ACTIVITY
Write out the records again, exactly. Nothing may be dropped.

LISTED RECORDS
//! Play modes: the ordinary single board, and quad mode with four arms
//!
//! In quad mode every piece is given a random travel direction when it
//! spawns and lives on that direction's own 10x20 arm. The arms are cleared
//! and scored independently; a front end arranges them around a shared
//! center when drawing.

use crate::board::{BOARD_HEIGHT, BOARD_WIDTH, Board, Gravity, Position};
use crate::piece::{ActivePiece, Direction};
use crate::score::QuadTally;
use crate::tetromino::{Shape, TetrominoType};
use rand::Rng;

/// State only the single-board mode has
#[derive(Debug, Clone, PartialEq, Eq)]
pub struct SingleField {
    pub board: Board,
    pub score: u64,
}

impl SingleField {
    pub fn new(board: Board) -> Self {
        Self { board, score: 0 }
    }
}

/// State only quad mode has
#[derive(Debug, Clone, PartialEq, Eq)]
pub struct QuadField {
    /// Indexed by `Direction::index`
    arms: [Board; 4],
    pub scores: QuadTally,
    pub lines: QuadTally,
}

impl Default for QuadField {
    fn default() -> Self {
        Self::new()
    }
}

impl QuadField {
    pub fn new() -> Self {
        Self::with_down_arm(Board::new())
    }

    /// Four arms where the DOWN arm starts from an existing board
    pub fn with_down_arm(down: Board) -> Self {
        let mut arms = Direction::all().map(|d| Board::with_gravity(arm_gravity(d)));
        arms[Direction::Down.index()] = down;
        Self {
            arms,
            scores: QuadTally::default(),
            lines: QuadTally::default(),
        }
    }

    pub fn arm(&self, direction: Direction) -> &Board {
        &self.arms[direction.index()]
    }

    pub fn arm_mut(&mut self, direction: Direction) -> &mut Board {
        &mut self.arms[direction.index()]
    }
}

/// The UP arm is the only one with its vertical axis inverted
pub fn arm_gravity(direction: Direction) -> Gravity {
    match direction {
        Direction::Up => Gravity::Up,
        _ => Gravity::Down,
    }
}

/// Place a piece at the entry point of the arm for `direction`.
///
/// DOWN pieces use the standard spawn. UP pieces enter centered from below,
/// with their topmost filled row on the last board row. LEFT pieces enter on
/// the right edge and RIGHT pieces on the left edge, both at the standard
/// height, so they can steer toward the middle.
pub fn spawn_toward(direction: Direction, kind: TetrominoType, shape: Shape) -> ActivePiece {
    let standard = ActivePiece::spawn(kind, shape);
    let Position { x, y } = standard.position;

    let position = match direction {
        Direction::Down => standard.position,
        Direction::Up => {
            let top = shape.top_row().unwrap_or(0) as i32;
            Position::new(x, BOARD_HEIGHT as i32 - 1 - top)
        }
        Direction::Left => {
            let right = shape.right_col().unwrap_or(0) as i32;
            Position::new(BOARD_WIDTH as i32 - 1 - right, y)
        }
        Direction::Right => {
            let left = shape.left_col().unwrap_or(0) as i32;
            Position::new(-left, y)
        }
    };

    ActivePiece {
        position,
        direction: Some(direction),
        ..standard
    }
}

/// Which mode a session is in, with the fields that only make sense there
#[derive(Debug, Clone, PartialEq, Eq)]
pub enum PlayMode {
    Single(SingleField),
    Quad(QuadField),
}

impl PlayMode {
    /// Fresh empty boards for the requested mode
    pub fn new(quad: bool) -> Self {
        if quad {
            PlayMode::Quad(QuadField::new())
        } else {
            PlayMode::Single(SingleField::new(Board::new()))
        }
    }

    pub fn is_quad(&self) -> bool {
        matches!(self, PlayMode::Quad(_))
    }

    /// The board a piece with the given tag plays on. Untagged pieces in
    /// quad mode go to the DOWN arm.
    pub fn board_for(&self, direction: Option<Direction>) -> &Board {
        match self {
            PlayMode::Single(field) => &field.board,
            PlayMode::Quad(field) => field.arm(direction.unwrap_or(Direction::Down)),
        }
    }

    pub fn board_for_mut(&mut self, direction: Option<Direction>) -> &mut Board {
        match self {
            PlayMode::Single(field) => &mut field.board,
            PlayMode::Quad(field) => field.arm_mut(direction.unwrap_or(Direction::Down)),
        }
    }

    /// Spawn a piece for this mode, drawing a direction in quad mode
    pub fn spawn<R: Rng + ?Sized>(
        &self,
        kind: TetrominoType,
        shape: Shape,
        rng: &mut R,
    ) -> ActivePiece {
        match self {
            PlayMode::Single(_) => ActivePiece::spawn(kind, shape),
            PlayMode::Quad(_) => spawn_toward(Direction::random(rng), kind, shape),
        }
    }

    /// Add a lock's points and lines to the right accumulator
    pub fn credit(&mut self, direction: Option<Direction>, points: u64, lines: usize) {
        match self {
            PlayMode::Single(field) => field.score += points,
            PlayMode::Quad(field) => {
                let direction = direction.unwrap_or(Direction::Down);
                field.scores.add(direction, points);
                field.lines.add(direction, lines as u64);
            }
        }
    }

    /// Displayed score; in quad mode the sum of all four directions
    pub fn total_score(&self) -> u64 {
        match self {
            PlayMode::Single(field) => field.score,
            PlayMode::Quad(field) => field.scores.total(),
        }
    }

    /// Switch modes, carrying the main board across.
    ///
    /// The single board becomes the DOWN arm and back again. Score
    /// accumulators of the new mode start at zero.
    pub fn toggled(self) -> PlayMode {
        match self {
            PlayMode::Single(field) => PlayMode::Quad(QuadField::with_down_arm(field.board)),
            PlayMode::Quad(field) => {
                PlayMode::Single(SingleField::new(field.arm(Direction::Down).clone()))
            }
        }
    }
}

YOUR SOLUTION
//! Play modes: the ordinary single board, and quad mode with four arms
//!
//! In quad mode every piece is given a random travel direction when it
//! spawns and lives on that direction's own 10x20 arm. The arms are cleared
//! and scored independently; a front end arranges them around a shared
//! center when drawing.

use crate::board::{BOARD_HEIGHT, BOARD_WIDTH, Board, Gravity, Position};
use crate::piece::{ActivePiece, Direction};
use crate::score::QuadTally;
use crate::tetromino::{Shape, TetrominoType};
use rand::Rng;

/// State only the single-board mode has
#[derive(Debug, Clone, PartialEq, Eq)]
pub struct SingleField {
    pub board: Board,
    pub score: u64,
}

impl SingleField {
    pub fn new(board: Board) -> Self {
        Self { board, score: 0 }
    }
}

/// State only quad mode has
#[derive(Debug, Clone, PartialEq, Eq)]
pub struct QuadField {
    /// Indexed by `Direction::index`
    arms: [Board; 4],
    pub scores: QuadTally,
    pub lines: QuadTally,
}

impl Default for QuadField {
    fn default() -> Self {
        Self::new()
    }
}

impl QuadField {
    pub fn new() -> Self {
        Self::with_down_arm(Board::new())
    }

    /// Four arms where the DOWN arm starts from an existing board
    pub fn with_down_arm(down: Board) -> Self {
        let mut arms = Direction::all().map(|d| Board::with_gravity(arm_gravity(d)));
        arms[Direction::Down.index()] = down;
        Self {
            arms,
            scores: QuadTally::default(),
            lines: QuadTally::default(),
        }
    }

    pub fn arm(&self, direction: Direction) -> &Board {
        &self.arms[direction.index()]
    }

    pub fn arm_mut(&mut self, direction: Direction) -> &mut Board {
        &mut self.arms[direction.index()]
    }
}

/// The UP arm is the only one with its vertical axis inverted
pub fn arm_gravity(direction: Direction) -> Gravity {
    match direction {
        Direction::Up => Gravity::Up,
        _ => Gravity::Down,
    }
}

/// Place a piece at the entry point of the arm for `direction`.
///
/// DOWN pieces use the standard spawn. UP pieces enter centered from below,
/// with their topmost filled row on the last board row. LEFT pieces enter on
/// the right edge and RIGHT pieces on the left edge, both at the standard
/// height, so they can steer toward the middle.
pub fn spawn_toward(direction: Direction, kind: TetrominoType, shape: Shape) -> ActivePiece {
    let standard = ActivePiece::spawn(kind, shape);
    let Position { x, y } = standard.position;

    let position = match direction {
        Direction::Down => standard.position,
        Direction::Up => {
            let top = shape.top_row().unwrap_or(0) as i32;
            Position::new(x, BOARD_HEIGHT as i32 - 1 - top)
        }
        Direction::Left => {
            let right = shape.right_col().unwrap_or(0) as i32;
            Position::new(BOARD_WIDTH as i32 - 1 - right, y)
        }
        Direction::Right => {
            let left = shape.left_col().unwrap_or(0) as i32;
            Position::new(-left, y)
        }
    };

    ActivePiece {
        position,
        direction: Some(direction),
        ..standard
    }
}

/// Which mode a session is in, with the fields that only make sense there
#[derive(Debug, Clone, PartialEq, Eq)]
pub enum PlayMode {
    Single(SingleField),
    Quad(QuadField),
}

impl PlayMode {
    /// Fresh empty boards for the requested mode
    pub fn new(quad: bool) -> Self {
        if quad {
            PlayMode::Quad(QuadField::new())
        } else {
            PlayMode::Single(SingleField::new(Board::new()))
        }
    }

    pub fn is_quad(&self) -> bool {
        matches!(self, PlayMode::Quad(_))
    }

    /// The board a piece with the given tag plays on. Untagged pieces in
    /// quad mode go to the DOWN arm.
    pub fn board_for(&self, direction: Option<Direction>) -> &Board {
        match self {
            PlayMode::Single(field) => &field.board,
            PlayMode::Quad(field) => field.arm(direction.unwrap_or(Direction::Down)),
        }
    }

    pub fn board_for_mut(&mut self, direction: Option<Direction>) -> &mut Board {
        match self {
            PlayMode::Single(field) => &mut field.board,
            PlayMode::Quad(field) => field.arm_mut(direction.unwrap_or(Direction::Down)),
        }
    }

    /// Spawn a piece for this mode, drawing a direction in quad mode
    pub fn spawn<R: Rng + ?Sized>(
        &self,
        kind: TetrominoType,
        shape: Shape,
        rng: &mut R,
    ) -> ActivePiece {
        match self {
            PlayMode::Single(_) => ActivePiece::spawn(kind, shape),
            PlayMode::Quad(_) => spawn_toward(Direction::random(rng), kind, shape),
        }
    }

    /// Add a lock's points and lines to the right accumulator
    pub fn credit(&mut self, direction: Option<Direction>, points: u64, lines: usize) {
        match self {
            PlayMode::Single(field) => field.score += points,
            PlayMode::Quad(field) => {
                let direction = direction.unwrap_or(Direction::Down);
                field.scores.add(direction, points);
                field.lines.add(direction, lines as u64);
            }
        }
    }

    /// Displayed score; in quad mode the sum of all four directions
    pub fn total_score(&self) -> u64 {
        match self {
            PlayMode::Single(field) => field.score,
            PlayMode::Quad(field) => field.scores.total(),
        }
    }

    /// Switch modes, carrying the main board across.
    ///
    /// The single board becomes the DOWN arm and back again. Score
    /// accumulators of the new mode start at zero.
    pub fn toggled(self) -> PlayMode {
        match self {
            PlayMode::Single(field) => PlayMode::Quad(QuadField::with_down_arm(field.board)),
            PlayMode::Quad(field) => {
                PlayMode::Single(SingleField::new(field.arm(Direction::Down).clone()))
            }
        }
    }
}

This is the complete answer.